■ **Exercise objective**
Your output should be the lines from the one that contains "if matrix.get(x, y)" to the end of the listing, transcribed exactly. Include nothing else.

START Available records

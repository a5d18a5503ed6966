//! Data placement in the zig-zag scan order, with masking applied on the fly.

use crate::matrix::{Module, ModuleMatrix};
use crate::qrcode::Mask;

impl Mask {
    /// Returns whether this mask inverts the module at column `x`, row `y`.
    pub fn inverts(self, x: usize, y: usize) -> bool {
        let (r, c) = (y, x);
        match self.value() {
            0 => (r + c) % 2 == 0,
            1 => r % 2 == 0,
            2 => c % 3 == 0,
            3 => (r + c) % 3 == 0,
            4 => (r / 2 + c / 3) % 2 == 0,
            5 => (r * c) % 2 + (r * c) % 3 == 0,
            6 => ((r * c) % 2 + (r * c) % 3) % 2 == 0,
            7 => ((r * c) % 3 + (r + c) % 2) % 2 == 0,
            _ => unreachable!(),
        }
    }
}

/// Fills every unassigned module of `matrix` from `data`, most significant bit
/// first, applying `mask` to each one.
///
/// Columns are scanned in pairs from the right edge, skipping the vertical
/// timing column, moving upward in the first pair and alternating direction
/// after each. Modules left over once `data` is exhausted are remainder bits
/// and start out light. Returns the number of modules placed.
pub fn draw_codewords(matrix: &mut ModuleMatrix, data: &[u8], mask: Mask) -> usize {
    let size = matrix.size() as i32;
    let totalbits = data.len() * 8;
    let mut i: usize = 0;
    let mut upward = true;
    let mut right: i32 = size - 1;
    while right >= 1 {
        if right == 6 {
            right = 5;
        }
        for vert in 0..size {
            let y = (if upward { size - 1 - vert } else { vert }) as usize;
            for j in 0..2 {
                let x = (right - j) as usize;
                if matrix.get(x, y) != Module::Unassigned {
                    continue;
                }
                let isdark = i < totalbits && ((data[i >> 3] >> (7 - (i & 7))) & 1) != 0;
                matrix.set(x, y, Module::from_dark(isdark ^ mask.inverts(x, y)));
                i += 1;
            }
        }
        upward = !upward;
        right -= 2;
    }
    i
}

END Available records

■ **Response area**
                if matrix.get(x, y) != Module::Unassigned {
                    continue;
                }
                let isdark = i < totalbits && ((data[i >> 3] >> (7 - (i & 7))) & 1) != 0;
                matrix.set(x, y, Module::from_dark(isdark ^ mask.inverts(x, y)));
                i += 1;
            }
        }
        upward = !upward;
        right -= 2;
    }
    i
}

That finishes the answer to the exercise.